House debates
Tuesday, 27 May 2008
Appropriation Bill (No. 1) 2008-2009; Appropriation Bill (No. 2) 2008-2009; Appropriation (Parliamentary Departments) Bill (No. 1) 2008-2009; Appropriation Bill (No. 5) 2007-2008; Appropriation Bill (No. 6) 2007-2008
Second Reading
8:57 pm
Sharman Stone (Murray, Liberal Party, Shadow Minister for Environment, Heritage, the Arts and Indigenous Affairs) Share this | Hansard source
I beg your pardon, Mr Deputy Speaker. The Minister for the Environment, Heritage and the Arts has stated previously that there would be no staffing implications or disadvantage in transitioning to the new amalgamated Screen Australia. In fact, there is a loss of 28 jobs. The Minister for the Environment, Heritage and the Arts has also presided over the slashing of Chamber Music Australia’s funding. There has been the defunding of CrocFest, which was one of the major ways in which young Indigenous students saw, some of them for the first time, Indigenous and non-Indigenous performing artists of world standing. The list goes on and on. We have had the Regional Arts Fund slashed by $11.7 million over four years. That is such a drop in funding that they now doubt that they can in fact get in those buses, fuel up—given the cost of fuel—and travel across the nation and deliver a real experience of the great cultural variety, performances and visual experiences that city people get and can quite readily access, because they can jump on a tram, bus or train. With the regional arts fund slashed we ask: what about social inclusion? What about an experience for people in areas where they must drive for perhaps four hours to a local concert and for people who do not have the means to pay $120 or $130 for a ticket to go to the opera? Regional arts funds have been slashed. I think that is an extraordinarily cynical and uncaring move, especially given the terrible times a lot of eastern Australia is still experiencing with drought.

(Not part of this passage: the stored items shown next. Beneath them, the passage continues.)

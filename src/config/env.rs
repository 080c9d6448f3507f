//! 环境变量配置加载

use std::env;
use std::path::PathBuf;
use std::time::Duration;
use thiserror::Error;
use tracing::warn;

/// 配置错误
#[derive(Debug, Error, PartialEq)]
pub enum ConfigError {
    #[error("{name} has an invalid value '{value}': {reason}")]
    InvalidValue {
        name: &'static str,
        value: String,
        reason: &'static str,
    },
    #[error(
        "DEPLOY_WEBHOOK_SECRET is not set; set it, or set DEPLOY_INSECURE_SKIP_VERIFY=true to accept unsigned requests"
    )]
    MissingSecret,
}

/// 环境配置
#[derive(Clone, Debug)]
pub struct EnvConfig {
    /// 服务监听端口
    pub port: u16,
    /// 触发部署的目标 ref
    pub target_ref: String,
    /// Webhook 签名密钥（为空时需显式允许不校验）
    pub secret: Option<String>,
    /// 单步超时
    pub step_timeout: Duration,
    /// compose 文件路径
    pub compose_file: String,
    /// 仓库工作目录
    pub work_dir: PathBuf,
    /// git 远端名
    pub git_remote: String,
    /// compose 命令（如 "docker compose" 或 "docker-compose"）
    pub compose_command: Vec<String>,
    /// Webhook 路径
    pub webhook_path: String,
    /// 失败步骤保留的 stderr 字节数
    pub stderr_tail_bytes: usize,
}

impl EnvConfig {
    /// 从环境变量加载配置
    pub fn from_env() -> Result<Self, ConfigError> {
        if env::var("WEBHOOK_SECRET").is_ok() && env::var("DEPLOY_WEBHOOK_SECRET").is_err() {
            warn!("Deprecated environment variable WEBHOOK_SECRET detected. Please use DEPLOY_WEBHOOK_SECRET");
        }
        Self::from_lookup(|name| env::var(name).ok())
    }

    /// 通过查找函数加载配置（测试时传入内存 map）
    pub fn from_lookup<F>(lookup: F) -> Result<Self, ConfigError>
    where
        F: Fn(&str) -> Option<String>,
    {
        let port = parse_or("PORT", &lookup, constants::DEFAULT_PORT)?;

        let target_ref = lookup("DEPLOY_TARGET_REF")
            .map(|v| v.trim().to_string())
            .filter(|v| !v.is_empty())
            .unwrap_or_else(|| constants::DEFAULT_TARGET_REF.to_string());

        let secret = load_with_fallback(&lookup, "DEPLOY_WEBHOOK_SECRET", "WEBHOOK_SECRET")
            .filter(|s| !s.is_empty());
        let skip_verify = lookup("DEPLOY_INSECURE_SKIP_VERIFY")
            .map(|v| v == "1" || v.eq_ignore_ascii_case("true"))
            .unwrap_or(false);
        if secret.is_none() && !skip_verify {
            return Err(ConfigError::MissingSecret);
        }

        let step_timeout_ms: u64 = parse_or(
            "DEPLOY_STEP_TIMEOUT_MS",
            &lookup,
            constants::DEFAULT_STEP_TIMEOUT_MS,
        )?;
        if step_timeout_ms == 0 {
            return Err(ConfigError::InvalidValue {
                name: "DEPLOY_STEP_TIMEOUT_MS",
                value: "0".to_string(),
                reason: "must be greater than zero",
            });
        }

        let compose_file = lookup("DEPLOY_COMPOSE_FILE")
            .filter(|v| !v.is_empty())
            .unwrap_or_else(|| "docker-compose.yml".to_string());

        let work_dir = lookup("DEPLOY_WORK_DIR")
            .filter(|v| !v.is_empty())
            .map(PathBuf::from)
            .unwrap_or_else(|| PathBuf::from("."));

        let git_remote = lookup("DEPLOY_GIT_REMOTE")
            .filter(|v| !v.is_empty())
            .unwrap_or_else(|| "origin".to_string());

        let raw_compose = lookup("DEPLOY_COMPOSE_COMMAND")
            .unwrap_or_else(|| "docker compose".to_string());
        let compose_command: Vec<String> =
            raw_compose.split_whitespace().map(str::to_string).collect();
        if compose_command.is_empty() {
            return Err(ConfigError::InvalidValue {
                name: "DEPLOY_COMPOSE_COMMAND",
                value: raw_compose,
                reason: "must name a program",
            });
        }

        let webhook_path = lookup("DEPLOY_WEBHOOK_PATH").unwrap_or_else(|| "/webhook".to_string());
        if !webhook_path.starts_with('/') {
            return Err(ConfigError::InvalidValue {
                name: "DEPLOY_WEBHOOK_PATH",
                value: webhook_path,
                reason: "must start with '/'",
            });
        }
        // `:` 与 `*` 是路由参数语法
        if webhook_path.contains([':', '*']) {
            return Err(ConfigError::InvalidValue {
                name: "DEPLOY_WEBHOOK_PATH",
                value: webhook_path,
                reason: "must be a literal path without ':' or '*'",
            });
        }
        if constants::RESERVED_PATHS.contains(&webhook_path.as_str()) {
            return Err(ConfigError::InvalidValue {
                name: "DEPLOY_WEBHOOK_PATH",
                value: webhook_path,
                reason: "collides with a built-in endpoint",
            });
        }

        let stderr_tail_bytes = parse_or(
            "DEPLOY_STDERR_TAIL_BYTES",
            &lookup,
            constants::DEFAULT_STDERR_TAIL_BYTES,
        )?;

        Ok(Self {
            port,
            target_ref,
            secret,
            step_timeout: Duration::from_millis(step_timeout_ms),
            compose_file,
            work_dir,
            git_remote,
            compose_command,
            webhook_path,
            stderr_tail_bytes,
        })
    }

    /// 是否跳过签名校验
    pub fn skips_verification(&self) -> bool {
        self.secret.is_none()
    }
}

/// 解析数值变量，未设置时使用默认值，格式错误时报错
fn parse_or<T, F>(name: &'static str, lookup: &F, default: T) -> Result<T, ConfigError>
where
    T: std::str::FromStr,
    F: Fn(&str) -> Option<String>,
{
    match lookup(name) {
        Some(value) if !value.trim().is_empty() => {
            value.trim().parse().map_err(|_| ConfigError::InvalidValue {
                name,
                value,
                reason: "not a valid number",
            })
        }
        _ => Ok(default),
    }
}

/// 加载环境变量，支持 fallback
fn load_with_fallback<F>(lookup: &F, primary: &str, fallback: &str) -> Option<String>
where
    F: Fn(&str) -> Option<String>,
{
    lookup(primary).or_else(|| lookup(fallback))
}

/// 常量
pub mod constants {
    /// 默认监听端口
    pub const DEFAULT_PORT: u16 = 9000;

    /// 默认目标 ref
    pub const DEFAULT_TARGET_REF: &str = "refs/heads/main";

    /// 单步默认超时（毫秒）
    pub const DEFAULT_STEP_TIMEOUT_MS: u64 = 300_000; // 5 分钟

    /// 失败步骤 stderr 默认保留字节数
    pub const DEFAULT_STDERR_TAIL_BYTES: usize = 4096;

    /// 内置端点，webhook 路径不能与之重复
    pub const RESERVED_PATHS: [&str; 3] = ["/health", "/status", "/deployments/recent"];

    /// 部署历史最大保存数量
    pub const MAX_DEPLOY_HISTORY: usize = 50;

    /// 版本号
    pub const VERSION: &str = env!("CARGO_PKG_VERSION");
}

#[cfg(test)]
mod tests {
    use super::*;
    use std::collections::HashMap;

    fn lookup_from(pairs: &[(&str, &str)]) -> impl Fn(&str) -> Option<String> {
        let map: HashMap<String, String> = pairs
            .iter()
            .map(|(k, v)| (k.to_string(), v.to_string()))
            .collect();
        move |name| map.get(name).cloned()
    }

    #[test]
    fn test_defaults_with_secret() {
        let config = EnvConfig::from_lookup(lookup_from(&[("DEPLOY_WEBHOOK_SECRET", "s3cr3t")]))
            .unwrap();
        assert_eq!(config.port, 9000);
        assert_eq!(config.target_ref, "refs/heads/main");
        assert_eq!(config.secret.as_deref(), Some("s3cr3t"));
        assert_eq!(config.step_timeout, Duration::from_secs(300));
        assert_eq!(config.compose_file, "docker-compose.yml");
        assert_eq!(config.compose_command, vec!["docker", "compose"]);
        assert_eq!(config.webhook_path, "/webhook");
        assert_eq!(config.stderr_tail_bytes, 4096);
        assert!(!config.skips_verification());
    }

    #[test]
    fn test_missing_secret_is_rejected() {
        let result = EnvConfig::from_lookup(lookup_from(&[]));
        assert_eq!(result.unwrap_err(), ConfigError::MissingSecret);
    }

    #[test]
    fn test_missing_secret_allowed_with_opt_in() {
        let config =
            EnvConfig::from_lookup(lookup_from(&[("DEPLOY_INSECURE_SKIP_VERIFY", "true")]))
                .unwrap();
        assert!(config.skips_verification());
    }

    #[test]
    fn test_secret_fallback_name() {
        let config =
            EnvConfig::from_lookup(lookup_from(&[("WEBHOOK_SECRET", "legacy")])).unwrap();
        assert_eq!(config.secret.as_deref(), Some("legacy"));
    }

    #[test]
    fn test_overrides() {
        let config = EnvConfig::from_lookup(lookup_from(&[
            ("DEPLOY_WEBHOOK_SECRET", "x"),
            ("PORT", "8088"),
            ("DEPLOY_TARGET_REF", "refs/heads/release"),
            ("DEPLOY_STEP_TIMEOUT_MS", "1500"),
            ("DEPLOY_COMPOSE_COMMAND", "docker-compose"),
            ("DEPLOY_WORK_DIR", "/srv/app"),
        ]))
        .unwrap();
        assert_eq!(config.port, 8088);
        assert_eq!(config.target_ref, "refs/heads/release");
        assert_eq!(config.step_timeout, Duration::from_millis(1500));
        assert_eq!(config.compose_command, vec!["docker-compose"]);
        assert_eq!(config.work_dir, PathBuf::from("/srv/app"));
    }

    #[test]
    fn test_invalid_numbers() {
        let err = EnvConfig::from_lookup(lookup_from(&[
            ("DEPLOY_WEBHOOK_SECRET", "x"),
            ("PORT", "eighty"),
        ]))
        .unwrap_err();
        assert!(matches!(err, ConfigError::InvalidValue { name: "PORT", .. }));

        let err = EnvConfig::from_lookup(lookup_from(&[
            ("DEPLOY_WEBHOOK_SECRET", "x"),
            ("DEPLOY_STEP_TIMEOUT_MS", "0"),
        ]))
        .unwrap_err();
        assert!(matches!(
            err,
            ConfigError::InvalidValue { name: "DEPLOY_STEP_TIMEOUT_MS", .. }
        ));
    }

    #[test]
    fn test_invalid_webhook_path() {
        let err = EnvConfig::from_lookup(lookup_from(&[
            ("DEPLOY_WEBHOOK_SECRET", "x"),
            ("DEPLOY_WEBHOOK_PATH", "hooks"),
        ]))
        .unwrap_err();
        assert!(matches!(err, ConfigError::InvalidValue { name: "DEPLOY_WEBHOOK_PATH", .. }));
    }

    #[test]
    fn test_webhook_path_with_route_syntax() {
        for path in ["/hooks/*", "/a/:", "/hooks/:id", "/deploy*"] {
            let err = EnvConfig::from_lookup(lookup_from(&[
                ("DEPLOY_WEBHOOK_SECRET", "x"),
                ("DEPLOY_WEBHOOK_PATH", path),
            ]))
            .unwrap_err();
            assert!(
                matches!(err, ConfigError::InvalidValue { name: "DEPLOY_WEBHOOK_PATH", .. }),
                "{path} should be rejected"
            );
        }

        let config = EnvConfig::from_lookup(lookup_from(&[
            ("DEPLOY_WEBHOOK_SECRET", "x"),
            ("DEPLOY_WEBHOOK_PATH", "/hooks/deploy-main"),
        ]))
        .unwrap();
        assert_eq!(config.webhook_path, "/hooks/deploy-main");
    }

    #[test]
    fn test_reserved_webhook_path() {
        let err = EnvConfig::from_lookup(lookup_from(&[
            ("DEPLOY_WEBHOOK_SECRET", "x"),
            ("DEPLOY_WEBHOOK_PATH", "/health"),
        ]))
        .unwrap_err();
        assert!(matches!(err, ConfigError::InvalidValue { name: "DEPLOY_WEBHOOK_PATH", .. }));
    }

    #[test]
    fn test_empty_compose_command() {
        let err = EnvConfig::from_lookup(lookup_from(&[
            ("DEPLOY_WEBHOOK_SECRET", "x"),
            ("DEPLOY_COMPOSE_COMMAND", "   "),
        ]))
        .unwrap_err();
        assert!(matches!(err, ConfigError::InvalidValue { name: "DEPLOY_COMPOSE_COMMAND", .. }));
    }
}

Then there is the resale royalty scheme. This has long been on Labor’s agenda. It is one of their policy commitments, so we were not surprised to see it in the budget. What we were surprised about is that there is only $1.5 million over four years to implement the resale royalty scheme. How on earth can that amount of funding allow you to set up an administrative regime and the communication, information and education program that is necessary so that artists, gallery owners, wholesalers, retailers and the private sector understand what this scheme is all about? How is it going to ensure that Indigenous artists make their last wills and testaments so that the resale royalty scheme for art can be real when it comes to Indigenous artists? The coalition, of course, actually funded the writing of wills and sent people out into the communities, the remote Aboriginal settlements, to help them write their wills. There is no money for continuing that work in this Rudd budget.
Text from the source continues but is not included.